Could you show all lines in the entries below that contain the string "BasicNft"?
··· Excerpted data
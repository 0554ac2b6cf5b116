//! NFT Marketplace on Casper Network
//!
//! Two contracts make up the system:
//! - `NftMarketplace` lets token owners list NFTs for sale, buyers purchase
//!   them, and sellers withdraw accumulated proceeds.
//! - `BasicNft` is a minimal single-collection NFT used as the traded asset.
//!
//! Built with Odra framework for Casper Network.

#![cfg_attr(target_arch = "wasm32", no_std)]
#![cfg_attr(target_arch = "wasm32", no_main)]

extern crate alloc;

pub mod errors;
pub mod events;
pub mod marketplace;
pub mod nft;
pub mod types;

pub use marketplace::NftMarketplace;
pub use nft::BasicNft;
······
Solution to the exercise:
//! - `BasicNft` is a minimal single-collection NFT used as the traded asset.
pub use nft::BasicNft;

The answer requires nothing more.